* [About this exercise]:
Answer with a single number: the count of lines below that hold "BoxFuture".

Excerpted data: Begin

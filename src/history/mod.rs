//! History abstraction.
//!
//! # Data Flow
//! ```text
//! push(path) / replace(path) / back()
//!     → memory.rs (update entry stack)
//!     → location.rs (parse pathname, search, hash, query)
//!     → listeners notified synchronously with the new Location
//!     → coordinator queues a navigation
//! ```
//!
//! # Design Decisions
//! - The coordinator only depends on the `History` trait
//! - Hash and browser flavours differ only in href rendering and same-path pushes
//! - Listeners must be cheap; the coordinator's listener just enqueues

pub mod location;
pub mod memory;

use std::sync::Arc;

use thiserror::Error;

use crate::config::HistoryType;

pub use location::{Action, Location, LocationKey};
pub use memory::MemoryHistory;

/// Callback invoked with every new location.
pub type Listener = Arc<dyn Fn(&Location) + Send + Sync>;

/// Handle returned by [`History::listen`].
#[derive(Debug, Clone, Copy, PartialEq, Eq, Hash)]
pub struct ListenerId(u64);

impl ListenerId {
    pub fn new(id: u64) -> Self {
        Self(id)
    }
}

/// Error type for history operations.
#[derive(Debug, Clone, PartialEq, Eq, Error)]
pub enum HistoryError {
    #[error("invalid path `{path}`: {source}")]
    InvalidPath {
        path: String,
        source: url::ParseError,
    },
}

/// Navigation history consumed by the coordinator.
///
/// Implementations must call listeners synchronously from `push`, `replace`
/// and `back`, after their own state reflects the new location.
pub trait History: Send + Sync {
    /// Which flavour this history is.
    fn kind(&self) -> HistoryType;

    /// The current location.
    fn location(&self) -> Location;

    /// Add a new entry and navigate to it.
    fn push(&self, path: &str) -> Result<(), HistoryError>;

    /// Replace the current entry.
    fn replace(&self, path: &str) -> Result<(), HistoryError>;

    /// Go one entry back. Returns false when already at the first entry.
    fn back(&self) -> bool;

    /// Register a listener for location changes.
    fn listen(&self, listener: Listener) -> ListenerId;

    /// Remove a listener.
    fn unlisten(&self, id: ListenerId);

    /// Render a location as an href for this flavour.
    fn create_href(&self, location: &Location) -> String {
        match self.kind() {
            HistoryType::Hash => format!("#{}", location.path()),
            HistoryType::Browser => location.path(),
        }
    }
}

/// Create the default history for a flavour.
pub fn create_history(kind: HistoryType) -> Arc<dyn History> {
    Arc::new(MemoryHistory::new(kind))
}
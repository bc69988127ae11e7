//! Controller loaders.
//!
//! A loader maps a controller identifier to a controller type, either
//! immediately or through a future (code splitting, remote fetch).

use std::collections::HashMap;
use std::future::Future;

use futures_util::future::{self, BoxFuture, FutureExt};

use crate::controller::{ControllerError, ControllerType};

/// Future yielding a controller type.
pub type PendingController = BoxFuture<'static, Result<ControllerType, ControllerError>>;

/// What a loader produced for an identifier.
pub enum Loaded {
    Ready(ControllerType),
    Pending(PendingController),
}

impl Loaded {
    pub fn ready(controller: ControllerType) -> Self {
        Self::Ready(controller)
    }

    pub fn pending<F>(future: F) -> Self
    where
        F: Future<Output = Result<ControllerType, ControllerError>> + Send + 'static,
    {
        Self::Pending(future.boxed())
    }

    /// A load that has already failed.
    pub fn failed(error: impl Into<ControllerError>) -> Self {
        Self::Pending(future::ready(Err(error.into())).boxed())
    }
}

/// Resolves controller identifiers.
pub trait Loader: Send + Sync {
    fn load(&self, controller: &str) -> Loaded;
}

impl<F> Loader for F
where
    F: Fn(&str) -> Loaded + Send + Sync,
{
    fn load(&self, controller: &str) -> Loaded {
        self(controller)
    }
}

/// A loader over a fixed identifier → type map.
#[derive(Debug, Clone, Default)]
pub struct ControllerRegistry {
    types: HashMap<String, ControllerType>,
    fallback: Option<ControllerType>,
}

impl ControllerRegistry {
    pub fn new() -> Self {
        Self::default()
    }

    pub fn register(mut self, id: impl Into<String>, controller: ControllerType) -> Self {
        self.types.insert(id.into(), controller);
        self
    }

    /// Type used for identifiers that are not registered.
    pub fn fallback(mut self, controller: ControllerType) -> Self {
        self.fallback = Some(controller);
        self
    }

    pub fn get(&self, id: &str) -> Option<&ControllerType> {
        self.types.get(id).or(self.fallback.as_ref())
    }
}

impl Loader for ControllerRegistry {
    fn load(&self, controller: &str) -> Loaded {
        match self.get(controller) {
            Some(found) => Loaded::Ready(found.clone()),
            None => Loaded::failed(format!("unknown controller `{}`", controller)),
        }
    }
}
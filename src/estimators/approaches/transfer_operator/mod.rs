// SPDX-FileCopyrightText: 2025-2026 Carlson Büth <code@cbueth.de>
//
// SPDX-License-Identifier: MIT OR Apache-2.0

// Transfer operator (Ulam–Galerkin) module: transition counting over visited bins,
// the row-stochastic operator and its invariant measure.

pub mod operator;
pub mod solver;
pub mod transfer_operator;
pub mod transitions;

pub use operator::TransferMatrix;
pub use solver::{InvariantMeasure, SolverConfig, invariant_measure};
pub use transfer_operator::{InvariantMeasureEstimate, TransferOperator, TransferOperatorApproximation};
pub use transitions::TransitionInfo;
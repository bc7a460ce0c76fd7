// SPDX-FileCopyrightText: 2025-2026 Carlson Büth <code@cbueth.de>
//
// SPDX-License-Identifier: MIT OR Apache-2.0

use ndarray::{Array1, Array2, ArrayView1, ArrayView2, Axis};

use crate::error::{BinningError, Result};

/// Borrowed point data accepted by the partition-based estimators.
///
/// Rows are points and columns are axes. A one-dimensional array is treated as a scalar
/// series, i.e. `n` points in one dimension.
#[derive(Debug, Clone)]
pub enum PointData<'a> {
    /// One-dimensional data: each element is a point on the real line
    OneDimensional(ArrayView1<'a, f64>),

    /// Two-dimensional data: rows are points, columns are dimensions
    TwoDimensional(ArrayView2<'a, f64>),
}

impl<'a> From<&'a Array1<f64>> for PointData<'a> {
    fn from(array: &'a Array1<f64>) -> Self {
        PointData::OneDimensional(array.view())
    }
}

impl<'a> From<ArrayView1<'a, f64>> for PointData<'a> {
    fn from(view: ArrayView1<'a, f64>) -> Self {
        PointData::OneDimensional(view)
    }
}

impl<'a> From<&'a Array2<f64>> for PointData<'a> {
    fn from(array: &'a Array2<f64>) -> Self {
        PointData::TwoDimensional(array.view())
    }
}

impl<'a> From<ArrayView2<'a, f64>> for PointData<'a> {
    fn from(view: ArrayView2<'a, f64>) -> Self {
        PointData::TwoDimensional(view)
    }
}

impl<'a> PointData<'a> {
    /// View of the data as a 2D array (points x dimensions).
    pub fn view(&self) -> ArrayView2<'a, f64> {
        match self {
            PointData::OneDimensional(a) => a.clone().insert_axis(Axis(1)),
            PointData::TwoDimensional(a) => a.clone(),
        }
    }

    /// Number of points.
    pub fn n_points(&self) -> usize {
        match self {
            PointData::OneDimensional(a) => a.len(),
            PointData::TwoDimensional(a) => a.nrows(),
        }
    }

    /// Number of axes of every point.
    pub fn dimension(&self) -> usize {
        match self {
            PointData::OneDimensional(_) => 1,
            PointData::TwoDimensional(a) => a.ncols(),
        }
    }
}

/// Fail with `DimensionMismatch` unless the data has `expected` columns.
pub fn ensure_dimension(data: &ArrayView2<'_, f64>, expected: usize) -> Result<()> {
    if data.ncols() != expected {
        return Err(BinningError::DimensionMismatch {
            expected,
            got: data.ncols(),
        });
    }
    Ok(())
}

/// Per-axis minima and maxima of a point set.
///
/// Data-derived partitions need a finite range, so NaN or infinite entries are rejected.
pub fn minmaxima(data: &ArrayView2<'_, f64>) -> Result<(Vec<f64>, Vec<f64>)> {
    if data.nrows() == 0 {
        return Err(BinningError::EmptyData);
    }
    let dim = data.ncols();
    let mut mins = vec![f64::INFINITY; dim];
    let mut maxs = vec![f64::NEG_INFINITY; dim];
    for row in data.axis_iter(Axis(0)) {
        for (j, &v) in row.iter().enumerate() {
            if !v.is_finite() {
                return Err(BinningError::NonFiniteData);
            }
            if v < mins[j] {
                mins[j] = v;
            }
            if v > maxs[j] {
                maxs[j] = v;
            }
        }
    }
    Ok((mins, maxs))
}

Excerpted data: End

* [Task solution]:
2